Please say how many lines in the records below contain the word "RateLimitConfig", giving the number alone.
════
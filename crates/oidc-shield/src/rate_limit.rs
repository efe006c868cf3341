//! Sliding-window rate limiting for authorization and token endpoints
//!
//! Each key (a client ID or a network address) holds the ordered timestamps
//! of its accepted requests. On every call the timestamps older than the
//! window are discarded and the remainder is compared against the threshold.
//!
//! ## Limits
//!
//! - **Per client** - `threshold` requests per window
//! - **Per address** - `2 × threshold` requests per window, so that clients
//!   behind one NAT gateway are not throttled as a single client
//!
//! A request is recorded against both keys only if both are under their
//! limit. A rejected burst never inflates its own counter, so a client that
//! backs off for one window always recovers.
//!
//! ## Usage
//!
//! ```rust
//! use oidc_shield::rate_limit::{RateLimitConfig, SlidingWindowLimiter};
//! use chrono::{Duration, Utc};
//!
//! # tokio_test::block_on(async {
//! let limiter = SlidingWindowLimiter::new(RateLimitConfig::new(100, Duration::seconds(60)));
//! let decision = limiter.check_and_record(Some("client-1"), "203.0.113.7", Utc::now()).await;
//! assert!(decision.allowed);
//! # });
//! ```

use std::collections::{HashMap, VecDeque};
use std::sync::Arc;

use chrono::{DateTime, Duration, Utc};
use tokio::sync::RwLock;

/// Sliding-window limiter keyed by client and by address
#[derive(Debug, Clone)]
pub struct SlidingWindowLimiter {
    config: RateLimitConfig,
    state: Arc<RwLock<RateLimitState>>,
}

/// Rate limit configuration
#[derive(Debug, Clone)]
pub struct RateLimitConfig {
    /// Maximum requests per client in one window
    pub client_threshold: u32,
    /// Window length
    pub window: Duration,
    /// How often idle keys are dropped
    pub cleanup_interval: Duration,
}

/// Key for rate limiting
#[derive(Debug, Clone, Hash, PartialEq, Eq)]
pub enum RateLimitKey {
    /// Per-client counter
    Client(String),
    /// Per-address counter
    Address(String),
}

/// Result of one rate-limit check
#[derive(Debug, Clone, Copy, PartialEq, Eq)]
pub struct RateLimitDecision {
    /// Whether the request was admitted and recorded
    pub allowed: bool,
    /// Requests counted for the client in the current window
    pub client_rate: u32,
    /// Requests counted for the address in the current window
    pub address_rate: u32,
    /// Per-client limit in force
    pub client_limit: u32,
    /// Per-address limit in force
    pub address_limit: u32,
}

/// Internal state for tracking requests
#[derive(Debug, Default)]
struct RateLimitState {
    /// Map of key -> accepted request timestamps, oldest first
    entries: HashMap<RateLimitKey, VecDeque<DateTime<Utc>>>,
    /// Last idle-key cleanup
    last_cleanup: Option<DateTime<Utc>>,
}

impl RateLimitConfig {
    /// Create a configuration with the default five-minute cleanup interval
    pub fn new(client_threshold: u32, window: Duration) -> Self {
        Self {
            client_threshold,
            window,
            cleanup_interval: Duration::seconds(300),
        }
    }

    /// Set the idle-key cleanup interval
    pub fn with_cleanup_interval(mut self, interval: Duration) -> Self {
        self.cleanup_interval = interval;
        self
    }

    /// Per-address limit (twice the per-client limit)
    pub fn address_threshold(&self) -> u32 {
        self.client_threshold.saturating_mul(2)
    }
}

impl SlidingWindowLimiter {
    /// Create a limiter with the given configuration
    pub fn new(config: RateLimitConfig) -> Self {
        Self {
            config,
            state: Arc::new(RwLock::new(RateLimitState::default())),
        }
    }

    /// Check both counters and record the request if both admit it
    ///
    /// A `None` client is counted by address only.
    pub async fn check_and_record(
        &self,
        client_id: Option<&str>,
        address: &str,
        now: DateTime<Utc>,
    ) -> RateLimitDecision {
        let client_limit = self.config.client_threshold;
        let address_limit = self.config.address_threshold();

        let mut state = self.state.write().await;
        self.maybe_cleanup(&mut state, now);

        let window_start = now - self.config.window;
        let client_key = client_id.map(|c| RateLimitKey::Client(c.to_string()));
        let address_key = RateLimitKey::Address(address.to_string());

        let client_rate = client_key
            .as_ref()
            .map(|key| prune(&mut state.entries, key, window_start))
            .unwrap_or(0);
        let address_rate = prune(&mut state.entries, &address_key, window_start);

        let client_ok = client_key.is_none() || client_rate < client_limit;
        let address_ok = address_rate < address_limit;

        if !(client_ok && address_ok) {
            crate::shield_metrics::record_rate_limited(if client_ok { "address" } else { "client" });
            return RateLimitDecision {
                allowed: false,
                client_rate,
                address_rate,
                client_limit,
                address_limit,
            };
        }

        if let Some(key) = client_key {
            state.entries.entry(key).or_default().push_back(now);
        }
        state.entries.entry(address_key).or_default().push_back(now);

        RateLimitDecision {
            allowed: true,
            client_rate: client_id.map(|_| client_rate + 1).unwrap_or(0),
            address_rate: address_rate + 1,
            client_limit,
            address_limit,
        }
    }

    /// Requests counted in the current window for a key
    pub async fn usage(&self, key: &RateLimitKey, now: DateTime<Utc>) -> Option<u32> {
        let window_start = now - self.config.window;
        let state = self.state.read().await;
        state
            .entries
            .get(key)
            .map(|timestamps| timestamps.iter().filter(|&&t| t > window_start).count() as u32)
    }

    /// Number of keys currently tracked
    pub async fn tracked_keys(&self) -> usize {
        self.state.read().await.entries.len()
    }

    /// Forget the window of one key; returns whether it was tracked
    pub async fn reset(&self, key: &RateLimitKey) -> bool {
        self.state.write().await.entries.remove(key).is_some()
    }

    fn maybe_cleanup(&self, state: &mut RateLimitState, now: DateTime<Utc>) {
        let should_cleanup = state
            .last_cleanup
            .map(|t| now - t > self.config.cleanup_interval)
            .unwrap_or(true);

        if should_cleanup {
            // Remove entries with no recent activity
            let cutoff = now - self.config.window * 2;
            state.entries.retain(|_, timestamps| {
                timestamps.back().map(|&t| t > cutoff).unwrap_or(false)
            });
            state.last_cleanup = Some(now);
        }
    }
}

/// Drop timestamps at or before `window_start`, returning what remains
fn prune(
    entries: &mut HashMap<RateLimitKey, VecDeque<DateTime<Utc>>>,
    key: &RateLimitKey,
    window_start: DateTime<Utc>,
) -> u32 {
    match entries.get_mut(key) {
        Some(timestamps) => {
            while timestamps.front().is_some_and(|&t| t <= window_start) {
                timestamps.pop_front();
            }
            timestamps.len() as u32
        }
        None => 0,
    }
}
════
- ANSWER: 6